Oggi l’aspettativa di vita dei pazienti con fibrosi cistica è nettamente migliorata grazie a farmaci di nuova generazione che “correggono” e “potenziano” l’attività della proteina a seconda del tipo di mutazione, aprendo la strada, di fatto, alla terapia personalizzata.
I ricercatori del CEINGE-Biotecnologie Avanzate Franco Salvatore di Napoli hanno scoperto che nelle persone con fibrosi cistica la reale età dell’organismo, ovvero l’età epigenetica, è spostata in avanti di 3-4 anni rispetto all’età anagrafica. E c’è un risultato ancora più straordinario proveniente da questo studio: gli scienziati del CEINGE hanno trovato infatti il modo di invertire la rotta dell’invecchiamento.
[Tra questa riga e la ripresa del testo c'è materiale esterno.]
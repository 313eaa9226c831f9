use std::sync::Arc;

use serde::Serialize;
use time::OffsetDateTime;

use super::{Machine, Transition, WorkflowError};
use crate::banner::Banner;
use crate::config::{BannerTimings, Config};
use crate::error::Error;
use crate::gateway::ApiGateway;
use crate::types::{CheckoutReceipt, FaydaId, VisitId, VisitRecord};

/// Where the checkout workflow currently is.
#[derive(Debug, Clone, PartialEq, Eq, Serialize)]
#[serde(tag = "step", rename_all = "snake_case")]
pub enum CheckOutState {
    IdInput,
    Confirmation {
        visit: VisitRecord,
    },
    Success {
        visit: VisitRecord,
        receipt: CheckoutReceipt,
        duration: String,
        message: String,
    },
}

impl CheckOutState {
    #[must_use]
    pub fn name(&self) -> &'static str {
        match self {
            Self::IdInput => "id_input",
            Self::Confirmation { .. } => "confirmation",
            Self::Success { .. } => "success",
        }
    }

    /// Feed one event to the state machine.
    ///
    /// # Errors
    ///
    /// [`Error::Validation`] for a malformed Fayda ID, or
    /// [`Error::InvalidTransition`] if `event` is not accepted in this state.
    pub fn apply(&self, event: CheckOutEvent) -> Result<Transition<Self, CheckOutCommand>, Error> {
        match (self, event) {
            (Self::IdInput, CheckOutEvent::Lookup(raw)) => {
                let fayda_id = FaydaId::from_input(&raw)?;
                Ok(Transition::with(
                    Self::IdInput,
                    CheckOutCommand::FindActiveVisit(fayda_id),
                ))
            }
            (Self::IdInput, CheckOutEvent::VisitFound(visit)) => {
                Ok(Transition::to(Self::Confirmation { visit }))
            }
            (Self::Confirmation { visit }, CheckOutEvent::Confirm) => Ok(Transition::with(
                self.clone(),
                CheckOutCommand::Checkout {
                    visit_id: visit.id,
                    fayda_id: visit.fayda_id.clone(),
                },
            )),
            (Self::Confirmation { visit }, CheckOutEvent::CheckedOut(receipt)) => {
                let duration = format_duration(visit.checkin_time, receipt.checkout_time);
                Ok(Transition::to(Self::Success {
                    message: format!("{} has been successfully checked out.", visit.name),
                    visit: visit.clone(),
                    receipt,
                    duration,
                }))
            }
            (Self::Confirmation { .. }, CheckOutEvent::Cancel)
            | (Self::Success { .. }, CheckOutEvent::NewCheckout) => {
                Ok(Transition::to(Self::IdInput))
            }
            (state, event) => Err(Error::InvalidTransition {
                state: state.name(),
                action: event.name(),
            }),
        }
    }
}

/// Something that happened to the checkout workflow.
#[derive(Debug, Clone, PartialEq, Eq)]
pub enum CheckOutEvent {
    /// The operator submitted the Fayda ID input (raw text).
    Lookup(String),
    VisitFound(VisitRecord),
    Confirm,
    CheckedOut(CheckoutReceipt),
    Cancel,
    NewCheckout,
}

impl CheckOutEvent {
    #[must_use]
    pub fn name(&self) -> &'static str {
        match self {
            Self::Lookup(_) => "look up active visit",
            Self::VisitFound(_) => "show active visit",
            Self::Confirm => "confirm checkout",
            Self::CheckedOut(_) => "record checkout",
            Self::Cancel => "cancel checkout",
            Self::NewCheckout => "start a new checkout",
        }
    }
}

/// Side effect requested by a checkout transition.
#[derive(Debug, Clone, PartialEq, Eq)]
pub enum CheckOutCommand {
    FindActiveVisit(FaydaId),
    Checkout { visit_id: VisitId, fayda_id: String },
}

/// Visit length in whole minutes: `"2h 15m"`, or `"45m"` under an hour.
///
/// A checkout stamped before the check-in (clock skew) reads `"0m"`.
#[must_use]
pub fn format_duration(checkin: OffsetDateTime, checkout: OffsetDateTime) -> String {
    let minutes = (checkout - checkin).whole_minutes().max(0);
    let (hours, minutes) = (minutes / 60, minutes % 60);
    if hours > 0 {
        format!("{hours}h {minutes}m")
    } else {
        format!("{minutes}m")
    }
}

/// Drives one checkout workflow instance (one operator tab).
///
/// Checkout never involves the identity provider: the visitor is matched by
/// Fayda ID against a visit the backend already verified at check-in.
pub struct CheckOutController<G> {
    gateway: Arc<G>,
    banners: BannerTimings,
    machine: Machine<CheckOutState>,
}

impl<G: ApiGateway> CheckOutController<G> {
    #[must_use]
    pub fn new(gateway: Arc<G>, config: &Config) -> Self {
        Self {
            gateway,
            banners: config.banners(),
            machine: Machine::new(CheckOutState::IdInput),
        }
    }

    #[must_use]
    pub fn state(&self) -> CheckOutState {
        self.machine.snapshot()
    }

    /// Whether an action is awaiting the backend; the UI disables its controls.
    #[must_use]
    pub fn is_busy(&self) -> bool {
        self.machine.is_busy()
    }

    /// Find the visitor's active visit and show it for confirmation.
    ///
    /// # Errors
    ///
    /// Validation errors (no network call made), [`Error::Busy`],
    /// [`Error::NotFound`] when the visitor has no active visit, or other backend
    /// failures. Failures keep the workflow in [`CheckOutState::IdInput`].
    pub async fn lookup(&self, raw: &str) -> Result<VisitRecord, WorkflowError> {
        let flight = self.machine.begin()?;
        let transition = flight.state().apply(CheckOutEvent::Lookup(raw.to_owned()))?;
        let Some(CheckOutCommand::FindActiveVisit(fayda_id)) = transition.command else {
            return Err(Error::InvalidTransition {
                state: flight.state().name(),
                action: "look up active visit",
            }
            .into());
        };

        tracing::debug!(fayda_id = %fayda_id.masked(), "finding active visit");
        match self.gateway.find_active_visit(&fayda_id).await {
            Ok(visit) => {
                let next = flight
                    .state()
                    .apply(CheckOutEvent::VisitFound(visit.clone()))?
                    .state;
                flight.land(Some(next))?;
                tracing::debug!(visit_id = %visit.id, "active visit found");
                Ok(visit)
            }
            Err(e) => {
                flight.land(None)?;
                tracing::warn!(error = %e, "finding active visit failed");
                let banner =
                    self.error_banner(format!("{e}. Please verify the Fayda ID and try again."));
                Err(WorkflowError::with_banner(e, banner))
            }
        }
    }

    /// Check the visitor out and compute how long they stayed.
    ///
    /// # Errors
    ///
    /// [`Error::InvalidTransition`] outside confirmation, [`Error::Busy`],
    /// [`Error::Superseded`] if cancelled while waiting, or backend failures with a
    /// banner. Failures keep the workflow in [`CheckOutState::Confirmation`].
    pub async fn confirm(&self) -> Result<CheckoutReceipt, WorkflowError> {
        let flight = self.machine.begin()?;
        let transition = flight.state().apply(CheckOutEvent::Confirm)?;
        let Some(CheckOutCommand::Checkout { visit_id, fayda_id }) = transition.command else {
            return Err(Error::InvalidTransition {
                state: flight.state().name(),
                action: "confirm checkout",
            }
            .into());
        };

        tracing::debug!(%visit_id, "confirming checkout");
        match self.gateway.checkout(visit_id, &fayda_id).await {
            Ok(receipt) => {
                let next = flight
                    .state()
                    .apply(CheckOutEvent::CheckedOut(receipt.clone()))?
                    .state;
                flight.land(Some(next))?;
                tracing::info!(%visit_id, "checkout successful");
                Ok(receipt)
            }
            Err(e) => {
                flight.land(None)?;
                tracing::error!(error = %e, "completing checkout failed");
                let banner = self.error_banner(format!(
                    "Failed to complete checkout: {e}. Please try again."
                ));
                Err(WorkflowError::with_banner(e, banner))
            }
        }
    }

    /// Drop the looked-up visit without telling the backend.
    ///
    /// # Errors
    ///
    /// [`Error::InvalidTransition`] outside confirmation, or [`Error::Busy`].
    pub fn cancel(&self) -> Result<(), WorkflowError> {
        self.step(CheckOutEvent::Cancel)?;
        tracing::debug!("checkout cancelled");
        Ok(())
    }

    /// # Errors
    ///
    /// [`Error::InvalidTransition`] outside the success state.
    pub fn new_checkout(&self) -> Result<(), WorkflowError> {
        self.step(CheckOutEvent::NewCheckout).map_err(Into::into)
    }

    /// Back to the Fayda ID input from anywhere, invalidating any request in flight.
    pub fn reset(&self) {
        tracing::debug!("resetting checkout");
        self.machine.reset(CheckOutState::IdInput);
    }

    fn step(&self, event: CheckOutEvent) -> Result<(), Error> {
        self.machine.update(|state| {
            let transition = state.apply(event)?;
            Ok((transition.state, ()))
        })
    }

    fn error_banner(&self, message: impl Into<String>) -> Banner {
        Banner::error(message, self.banners.checkout_error)
    }
}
In particolare, hanno osservato che, dopo un solo anno di terapia con il giusto modulatore, non soltanto nei pazienti migliora la funzionalità polmonare, ma le lancette dell’orologio biologico tornano indietro.
I risultati della ricerca, realizzata da un team di ricercatori guidati dal professor Giuseppe Castaldo, ordinario di scienze tecniche di medicina di laboratorio, e dal professor Lorenzo Chiariotti, ordinario di patologia generale, dell’Università Federico II di Napoli in collaborazione con il Centro di Riferimento per la Cura della Fibrosi Cistica della Regione Campania presso l’AOU Federico II, coordinato dal dottor Vincenzo Carnovale, sono stati pubblicati sulla rivista scientifica International Journal of Molecular Sciences*.
«I risultati ottenuti aprono le porte ad importanti avanzamenti nella cura della fibrosi cistica - afferma con entusiasmo Giuseppe Castaldo – e offre un nuovo biomarcatore per monitorare la terapia più efficace per ciascun paziente».